Saved entries:
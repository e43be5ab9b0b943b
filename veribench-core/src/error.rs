//! Error Taxonomy
//!
//! Configuration and clock failures surface immediately to the caller;
//! a failure inside a case's work is isolated to that case and recorded
//! on its report instead of aborting sibling cases.

use std::time::Duration;

/// The clock cannot provide the guarantees measurement depends on.
#[derive(Debug, Clone, PartialEq, Eq, thiserror::Error)]
pub enum ClockError {
    /// The timer never advanced while probing its tick size.
    #[error("clock resolution could not be determined: timer did not advance")]
    ResolutionUndetermined,
}

/// Invalid configuration, rejected at registration time.
#[derive(Debug, Clone, PartialEq, thiserror::Error)]
pub enum ConfigError {
    /// Target relative error must be in (0, 1).
    #[error("target relative error must be in (0, 1), got {0}")]
    TargetRelativeError(f64),

    /// At least two samples are needed to estimate variance.
    #[error("minimum sample count must be at least 2, got {0}")]
    MinSamples(usize),

    /// A zero maximum run time would never admit a cycle.
    #[error("maximum run duration must be non-zero")]
    ZeroMaxRunDuration,

    /// The stopping rule could never be satisfied before the cutoff.
    #[error("minimum total duration {min_total:?} exceeds maximum run duration {max_run:?}")]
    MinTotalExceedsMaxRun {
        /// Configured minimum aggregate measurement time.
        min_total: Duration,
        /// Configured wall-clock cutoff.
        max_run: Duration,
    },

    /// A trimming bound that cannot select any samples.
    #[error("invalid trim bound: {0}")]
    TrimBound(String),

    /// Case names identify results and must be unique within a run.
    #[error("duplicate case name: {0:?}")]
    DuplicateName(String),
}

/// Top-level harness error.
#[derive(Debug, thiserror::Error)]
pub enum Error {
    /// Invalid configuration; nothing was measured.
    #[error(transparent)]
    Config(#[from] ConfigError),

    /// The clock is unusable; the whole run is abandoned.
    #[error(transparent)]
    Clock(#[from] ClockError),

    /// Adaptive sizing could not reach the minimum cycle duration.
    #[error(
        "case {case:?}: could not size a cycle to {required:?} within {attempts} attempts"
    )]
    CycleSizing {
        /// Name of the case being sized.
        case: String,
        /// Minimum cycle duration demanded by the error target.
        required: Duration,
        /// Number of sizing attempts made before giving up.
        attempts: u32,
    },

    /// The measured operation failed during a cycle.
    #[error("case {case:?} failed during measurement: {message}")]
    Work {
        /// Name of the failing case.
        case: String,
        /// Panic payload rendered as text.
        message: String,
    },
}
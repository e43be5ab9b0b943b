#![warn(missing_docs)]
//! Veribench Core - Measurement Runtime
//!
//! This crate provides the measurement machinery of the harness:
//! - `Clock` abstraction with empirically measured resolution
//! - `Case` with explicit scratch state and the cycle contract
//! - `Sampler` adaptive cycle sizing against clock quantization
//! - `CycleRunner` stopping rule and sample accumulation
//! - Validated per-case configuration and the error taxonomy
//!
//! Statistics and reporting live in `veribench-stats` and
//! `veribench-report`; the `veribench` facade ties everything together.

mod case;
mod clock;
mod config;
mod error;
mod runner;
mod sample;
mod sampler;

pub use case::{Case, RunnableCase};
pub use clock::{Clock, ManualClock, MonotonicClock};
pub use config::{CaseConfig, CaseOverrides, ConfidenceLevel, TrimPolicy};
pub use error::{ClockError, ConfigError, Error};
pub use runner::{CaseRun, Completion, CycleRunner};
pub use sample::{Sample, SampleSet};
pub use sampler::{min_cycle_duration, Sampler, SizingError, MAX_SIZING_ATTEMPTS};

Problem to work on:
In the data above, which lines include "PartialEq"? Return those lines.

Task solution:
#[derive(Debug, Clone, PartialEq, Eq, thiserror::Error)]
#[derive(Debug, Clone, PartialEq, thiserror::Error)]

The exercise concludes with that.